DIRECTIONS FOR THIS TASK - Show every line below where "join" can be found.

DATA FOR REVIEW -

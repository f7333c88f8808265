pub mod analyzer;
pub mod bm25;
pub mod error;
pub mod eval;
pub mod index;
pub mod persist;
pub mod scorer;
pub mod stats;

pub use analyzer::Analyzer;
pub use bm25::Bm25Params;
pub use error::Error;
pub use index::WeightedIndex;
pub use scorer::{SearchHit, DEFAULT_RESULT_LIMIT};
pub use stats::{aggregate, CorpusStats, Document};
use std::ffi::OsString;
use std::fs::File;
use std::io::Read;
use std::path::{Path, PathBuf};
use std::{env, fs, io};

/// Reads a whole file into memory as raw bytes.
///
/// Decoding is left to the caller so the encoding policy stays in one place.
pub(crate) fn read_file<P: AsRef<Path>>(filename: P) -> io::Result<Vec<u8>> {
	let mut contents = Vec::new();
	File::open(filename)?.read_to_end(&mut contents)?;
	Ok(contents)
}

/// Normalize a folder path.
///
/// - `"."` or `"./"` resolves to the current working directory
/// - Other paths are returned as-is (not canonicalized)
pub(crate) fn normalize_folder<P: AsRef<Path>>(input: P) -> PathBuf {
	let input = input.as_ref();
	if input == Path::new(".") || input == Path::new("./") {
		env::current_dir().unwrap_or_else(|_| PathBuf::from("."))
	} else {
		input.to_path_buf()
	}
}

/// Returns `<directory of the running executable>/../data`.
pub(crate) fn default_data_dir() -> io::Result<PathBuf> {
	let exe = env::current_exe()?;
	let parent = exe.parent().unwrap_or_else(|| Path::new("."));
	Ok(parent.join("..").join("data"))
}

/// Returns the output file name when the output lives inside `dir`.
///
/// Both parents are canonicalized before comparison, so `data/out.txt`
/// and `./data/../data/out.txt` are recognized as the same location.
/// Returns `None` when the output is elsewhere (or its parent cannot be resolved).
pub(crate) fn excluded_name(dir: &Path, output: &Path) -> Option<OsString> {
	let name = output.file_name()?;
	let parent = match output.parent() {
		Some(p) if !p.as_os_str().is_empty() => p,
		_ => Path::new("."),
	};

	let dir = fs::canonicalize(dir).ok()?;
	let parent = fs::canonicalize(parent).ok()?;
	(dir == parent).then(|| name.to_os_string())
}

/// Lists the files of a directory whose name ends with `suffix`, sorted by name.
///
/// Returns file names only (no paths).
///
/// - Subdirectories are ignored
/// - `exclude` removes one exact file name from the listing
/// - Names that are not valid UTF-8 are skipped with a warning
pub(crate) fn list_files<P: AsRef<Path>>(
	dir: P,
	suffix: &str,
	exclude: Option<&OsString>,
) -> io::Result<Vec<String>> {
	let mut files = Vec::new();

	for entry in fs::read_dir(dir)? {
		let entry = entry?;
		let path = entry.path();

		if !path.is_file() {
			continue;
		}

		let name = entry.file_name();
		if exclude.is_some_and(|excluded| *excluded == name) {
			log::debug!("skipping output file {}", path.display());
			continue;
		}

		match name.into_string() {
			Ok(name) if name.ends_with(suffix) => files.push(name),
			Ok(_) => (),
			Err(name) => log::warn!("skipping non UTF-8 file name {:?}", name),
		}
	}

	files.sort();
	Ok(files)
}
use std::path::{Path, PathBuf};

use crate::error::SampleError;
use crate::io;
use crate::text::Decoding;

/// Maximum number of lines kept per candidate file by default.
pub const DEFAULT_SAMPLE_SIZE: usize = 50;

/// Name of the aggregate output file, placed in the data directory by default.
pub const OUTPUT_FILE_NAME: &str = "sampled_bdpm_data.txt";

/// File name suffix selecting candidate files by default.
pub const DEFAULT_SUFFIX: &str = ".txt";

/// Parameters of a sampling run.
///
/// # Defaults
/// - `output`: `<data_dir>/sampled_bdpm_data.txt`
/// - `sample_size`: 50
/// - `suffix`: `.txt`
/// - `decoding`: strict UTF-8
#[derive(Debug, Clone)]
pub struct SamplerConfig {
	/// Directory scanned for candidate files.
	data_dir: PathBuf,

	/// Explicit output path, `None` means the default name inside `data_dir`.
	output: Option<PathBuf>,

	/// Maximum number of lines drawn from each file.
	pub sample_size: usize,

	/// Candidate files must end with this suffix.
	pub suffix: String,

	/// How file contents are decoded.
	pub decoding: Decoding,
}

impl SamplerConfig {
	/// Creates a configuration for `data_dir` with default settings.
	///
	/// `"."` and `"./"` resolve to the current working directory.
	pub fn new<P: AsRef<Path>>(data_dir: P) -> Self {
		Self {
			data_dir: io::normalize_folder(data_dir),
			output: None,
			sample_size: DEFAULT_SAMPLE_SIZE,
			suffix: DEFAULT_SUFFIX.to_owned(),
			decoding: Decoding::default(),
		}
	}

	/// Creates a configuration for `<executable dir>/../data`.
	///
	/// # Errors
	/// Returns `SampleError::ExeLocation` if the executable path is unavailable.
	pub fn from_exe_location() -> Result<Self, SampleError> {
		let data_dir = io::default_data_dir().map_err(SampleError::ExeLocation)?;
		Ok(Self::new(data_dir))
	}

	pub fn with_output<P: Into<PathBuf>>(mut self, output: P) -> Self {
		self.output = Some(output.into());
		self
	}

	pub fn with_sample_size(mut self, sample_size: usize) -> Self {
		self.sample_size = sample_size;
		self
	}

	pub fn with_suffix(mut self, suffix: &str) -> Self {
		self.suffix = suffix.to_owned();
		self
	}

	pub fn with_decoding(mut self, decoding: Decoding) -> Self {
		self.decoding = decoding;
		self
	}

	pub fn data_dir(&self) -> &Path {
		&self.data_dir
	}

	/// Returns the output path, falling back to the default name in the data directory.
	pub fn output(&self) -> PathBuf {
		match &self.output {
			Some(path) => path.clone(),
			None => self.data_dir.join(OUTPUT_FILE_NAME),
		}
	}
}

WRITTEN ANSWER -
	Ok(parent.join("..").join("data"))
			None => self.data_dir.join(OUTPUT_FILE_NAME),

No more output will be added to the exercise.